Austin is impressed with diversity, equity, and especially inclusion initiatives at MSU.
“I don't think I've ever worked at any place where inclusion has been at the forefront of the mission statement. And being a minority myself, it's very refreshing to come. One of the first questions that I was asked during the interview process was how I support inclusion. That was so important to me. I have gotten positions because I'm a minority so the diversity box or the equity box could be checked. But I think what has always been missing in my experience is the inclusion. And it means a lot to me that MSU is really focusing on the inclusion part.

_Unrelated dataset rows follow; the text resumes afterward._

//! DTOs for decoding image-search JSON responses.
//!
//! The adapter decodes into these transport DTOs first, then picks the first
//! usable hit in one pass.

use serde::Deserialize;

#[derive(Debug, Deserialize)]
pub(super) struct ImageSearchResponseDto {
    #[serde(default)]
    pub(super) hits: Vec<ImageHitDto>,
}

#[derive(Debug, Deserialize)]
pub(super) struct ImageHitDto {
    #[serde(rename = "webformatURL")]
    pub(super) webformat_url: Option<String>,
}

impl ImageSearchResponseDto {
    /// First hit with a non-empty display URL, if any.
    pub(super) fn into_first_image(self) -> Option<String> {
        self.hits
            .into_iter()
            .filter_map(|hit| hit.webformat_url)
            .find(|url| !url.trim().is_empty())
    }
}
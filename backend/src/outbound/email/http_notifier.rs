//! Reqwest-backed transactional email adapter.
//!
//! Sends reminders through a SendGrid-style mail-send API: a bearer-keyed
//! JSON POST with personalizations, sender, subject, and a plain-text body.
//! The adapter owns transport details only; message templating lives on the
//! domain [`Reminder`] type.

use std::time::Duration;

use async_trait::async_trait;
use reqwest::{Client, StatusCode};
use url::Url;
use serde_json::{json, Value};

use crate::domain::ports::{NotifierError, Reminder, ReminderNotifier};
use crate::domain::EmailAddress;

/// Default bound on one reminder send.
pub const DEFAULT_SEND_TIMEOUT: Duration = Duration::from_secs(5);

/// Email adapter performing authenticated POST requests against one
/// mail-send endpoint.
pub struct HttpReminderNotifier {
    client: Client,
    endpoint: Url,
    api_key: String,
    sender: EmailAddress,
}

impl HttpReminderNotifier {
    /// Build an adapter using a reqwest client with an explicit request
    /// timeout.
    ///
    /// # Errors
    ///
    /// Returns an error when the reqwest client cannot be constructed.
    pub fn new(
        endpoint: Url,
        api_key: String,
        sender: EmailAddress,
        timeout: Duration,
    ) -> Result<Self, reqwest::Error> {
        let client = Client::builder().timeout(timeout).build()?;
        Ok(Self {
            client,
            endpoint,
            api_key,
            sender,
        })
    }
}

#[async_trait]
impl ReminderNotifier for HttpReminderNotifier {
    async fn notify(&self, reminder: &Reminder) -> Result<(), NotifierError> {
        let payload = build_payload(&self.sender, reminder);
        let response = self
            .client
            .post(self.endpoint.clone())
            .bearer_auth(self.api_key.as_str())
            .json(&payload)
            .send()
            .await
            .map_err(map_transport_error)?;

        let status = response.status();
        if status.is_success() {
            return Ok(());
        }
        let body = response.bytes().await.unwrap_or_default();
        Err(map_status_error(status, body.as_ref()))
    }
}

/// Assemble the provider payload for one reminder.
fn build_payload(sender: &EmailAddress, reminder: &Reminder) -> Value {
    json!({
        "personalizations": [{ "to": [{ "email": reminder.to.as_ref() }] }],
        "from": { "email": sender.as_ref() },
        "subject": reminder.subject(),
        "content": [{ "type": "text/plain", "value": reminder.body() }],
    })
}

fn map_transport_error(error: reqwest::Error) -> NotifierError {
    if error.is_timeout() {
        NotifierError::timeout(error.to_string())
    } else {
        NotifierError::transport(error.to_string())
    }
}

fn map_status_error(status: StatusCode, body: &[u8]) -> NotifierError {
    let preview = String::from_utf8_lossy(body)
        .chars()
        .take(160)
        .collect::<String>();
    let message = if preview.trim().is_empty() {
        format!("status {}", status.as_u16())
    } else {
        format!("status {}: {}", status.as_u16(), preview.trim())
    };

    match status {
        StatusCode::REQUEST_TIMEOUT | StatusCode::GATEWAY_TIMEOUT => {
            NotifierError::timeout(message)
        }
        _ if status.is_client_error() => NotifierError::rejected(message),
        _ => NotifierError::transport(message),
    }
}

“I'm focusing on the inclusion part when it comes my licensing portfolio and our portfolio of licensees in retailers. I'm starting to look at who are the minority-owned businesses? Who are the woman-owned businesses? Who are the smaller mom and pop businesses that we can either license, or if they aren't in the financial area to be able to acquire the license, can they work with one of our current licensees and get the education behind it? I have heard from a lot of small individual entrepreneurs that are interested in entering the world of licensing, but they might not know how or have the resources.
“And so how can our current licensing family help them and teach them the roles of licensing and how to get started? Are there some diverse printing companies that are local that maybe some of our larger licensees can work with to print the merchandise and get it into our retail locations? I want to continue the great work that MSU has done with inclusion and make sure that I am also paying attention to inclusion as well.”